● **Data**:

//! Canonicalization batch driver.
//!
//! Selects due rows from the store, resolves each tracking URL, feeds the
//! result through the retry state machine, and commits the whole batch of
//! outcomes at once. Sequential by design: one HTTP round trip at a time
//! with a jittered politeness pause between items.

use chrono::Utc;
use tracing::{debug, info, warn};

use crate::error::Result;
use crate::resolver::UrlResolver;
use crate::retry::{self, CanonicalOutcome};
use crate::traits::store::HitStore;
use crate::types::config::EnrichConfig;
use crate::types::hit::CanonicalStatus;

/// Counters from one batch.
#[derive(Debug, Clone, Copy, Default, PartialEq, Eq)]
pub struct BatchStats {
    /// Rows resolved to a canonical URL
    pub ok: usize,

    /// Rows scheduled for another attempt
    pub retried: usize,

    /// Rows failed terminally
    pub errored: usize,

    /// Rows selected for this batch
    pub selected: usize,
}

/// Cumulative counters from a full enrichment run.
#[derive(Debug, Clone, Copy, Default, PartialEq, Eq)]
pub struct EnrichResult {
    /// Rows resolved to a canonical URL
    pub ok: usize,

    /// Rows scheduled for another attempt
    pub retried: usize,

    /// Rows failed terminally
    pub errored: usize,

    /// Batches processed
    pub batches: usize,
}

impl EnrichResult {
    fn absorb(&mut self, batch: BatchStats) {
        self.ok += batch.ok;
        self.retried += batch.retried;
        self.errored += batch.errored;
        self.batches += 1;
    }
}

/// Process one batch of due rows.
///
/// Per-row failures become state-machine outcomes and never abort the
/// batch; all outcomes commit together at the end. Only a storage failure
/// propagates, in which case nothing from the batch is persisted.
pub async fn run_enrich_batch<S: HitStore>(
    store: &S,
    resolver: &UrlResolver,
    config: &EnrichConfig,
) -> Result<BatchStats> {
    let due = store
        .batch_due_for_canonicalization(config.batch_size, config.attempt_ceiling, Utc::now())
        .await?;

    let mut stats = BatchStats {
        selected: due.len(),
        ..Default::default()
    };
    if due.is_empty() {
        return Ok(stats);
    }
    debug!(selected = due.len(), "Enrichment batch selected");

    let mut outcomes = Vec::with_capacity(due.len());
    for row in &due {
        let outcome = if row.tracking_url.trim().is_empty() {
            CanonicalOutcome::blank_url()
        } else {
            retry::outcome_for(resolver.resolve(&row.tracking_url).await)
        };

        match outcome.status() {
            CanonicalStatus::Ok => stats.ok += 1,
            CanonicalStatus::Retry => {
                warn!(hit_id = row.hit_id, url = %row.tracking_url, "Retryable resolution failure");
                stats.retried += 1;
            }
            _ => {
                info!(hit_id = row.hit_id, url = %row.tracking_url, "Unresolvable tracking URL");
                stats.errored += 1;
            }
        }

        let after_retry = outcome.status() == CanonicalStatus::Retry;
        outcomes.push((row.hit_id, outcome));
        tokio::time::sleep(config.politeness_delay(after_retry)).await;
    }

    store.apply_outcomes(&outcomes, Utc::now()).await?;
    Ok(stats)
}

/// Drain the canonicalization queue, batch by batch.
///
/// Stops when a batch selects zero rows or the configured batch ceiling is
/// reached. Returns cumulative counters.
pub async fn run_enrich_all<S: HitStore>(
    store: &S,
    resolver: &UrlResolver,
    config: &EnrichConfig,
) -> Result<EnrichResult> {
    let total = store
        .count_due_for_canonicalization(config.attempt_ceiling, Utc::now())
        .await?;
    if total == 0 {
        info!("Enrichment: queue is empty, nothing to do");
        return Ok(EnrichResult::default());
    }
    info!(total, "Enrichment starting");

    let mut result = EnrichResult::default();
    loop {
        if let Some(max) = config.max_batches {
            if result.batches >= max {
                break;
            }
        }

        let batch = run_enrich_batch(store, resolver, config).await?;
        if batch.selected == 0 {
            break;
        }
        result.absorb(batch);

        info!(
            batch = result.batches - 1,
            ok = batch.ok,
            retry = batch.retried,
            error = batch.errored,
            "Enrichment batch complete"
        );
    }

    info!(
        ok = result.ok,
        retry = result.retried,
        error = result.errored,
        batches = result.batches,
        "Enrichment finished"
    );
    Ok(result)
}

#[cfg(test)]
mod tests {
    use super::*;
    use crate::stores::MemoryHitStore;
    use crate::types::hit::JobHit;
    use std::time::Duration;

    fn test_config() -> EnrichConfig {
        EnrichConfig::default().without_delays()
    }

    fn unreachable_resolver() -> UrlResolver {
        UrlResolver::with_timeout(Duration::from_millis(300))
    }

    #[tokio::test]
    async fn test_empty_queue_is_noop() {
        let store = MemoryHitStore::new();
        let result = run_enrich_all(&store, &unreachable_resolver(), &test_config())
            .await
            .unwrap();
        assert_eq!(result, EnrichResult::default());
    }

    #[tokio::test]
    async fn test_connection_failure_schedules_retry() {
        let store = MemoryHitStore::new();
        // Nothing listens on this port; the connection is refused.
        store
            .upsert_hits("m1", "seek", &[JobHit::new("http://127.0.0.1:9/x")])
            .await
            .unwrap();

        let before = Utc::now();
        let batch = run_enrich_batch(&store, &unreachable_resolver(), &test_config())
            .await
            .unwrap();

        assert_eq!(batch.selected, 1);
        assert_eq!(batch.retried, 1);

        let row = store.hits_for_message("m1").pop().unwrap();
        assert_eq!(row.canonical_status, CanonicalStatus::Retry);
        assert_eq!(row.attempt_count, 1);
        assert!(row.next_retry_at.unwrap() > before);
        assert!(row.canon_error.is_some());
    }

    #[tokio::test]
    async fn test_retried_row_not_reselected_until_due() {
        let store = MemoryHitStore::new();
        store
            .upsert_hits("m1", "seek", &[JobHit::new("http://127.0.0.1:9/x")])
            .await
            .unwrap();

        let config = test_config();
        let resolver = unreachable_resolver();
        run_enrich_batch(&store, &resolver, &config).await.unwrap();

        // The retry deadline is minutes away; the queue reads as drained.
        let batch = run_enrich_batch(&store, &resolver, &config).await.unwrap();
        assert_eq!(batch.selected, 0);

        let result = run_enrich_all(&store, &resolver, &config).await.unwrap();
        assert_eq!(result.batches, 0);
    }

    #[tokio::test]
    async fn test_run_respects_max_batches() {
        let store = MemoryHitStore::new();
        let hits: Vec<JobHit> = (0..4)
            .map(|i| JobHit::new(format!("http://127.0.0.1:9/{i}")))
            .collect();
        store.upsert_hits("m1", "seek", &hits).await.unwrap();

        let config = test_config().with_batch_size(1).with_max_batches(2);
        let result = run_enrich_all(&store, &unreachable_resolver(), &config)
            .await
            .unwrap();

        assert_eq!(result.batches, 2);
        assert_eq!(result.retried, 2);

        // The two untouched rows are still pending.
        let pending = store
            .hits_for_message("m1")
            .into_iter()
            .filter(|r| r.canonical_status == CanonicalStatus::Pending)
            .count();
        assert_eq!(pending, 2);
    }
}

● **Exercise aim**: Every line from the first entry to the line containing "use crate::types::config::EnrichConfig;" should be transcribed exactly, and nothing beyond it.

● **Written answer**:
//! Canonicalization batch driver.
//!
//! Selects due rows from the store, resolves each tracking URL, feeds the
//! result through the retry state machine, and commits the whole batch of
//! outcomes at once. Sequential by design: one HTTP round trip at a time
//! with a jittered politeness pause between items.

use chrono::Utc;
use tracing::{debug, info, warn};

use crate::error::Result;
use crate::resolver::UrlResolver;
use crate::retry::{self, CanonicalOutcome};
use crate::traits::store::HitStore;
use crate::types::config::EnrichConfig;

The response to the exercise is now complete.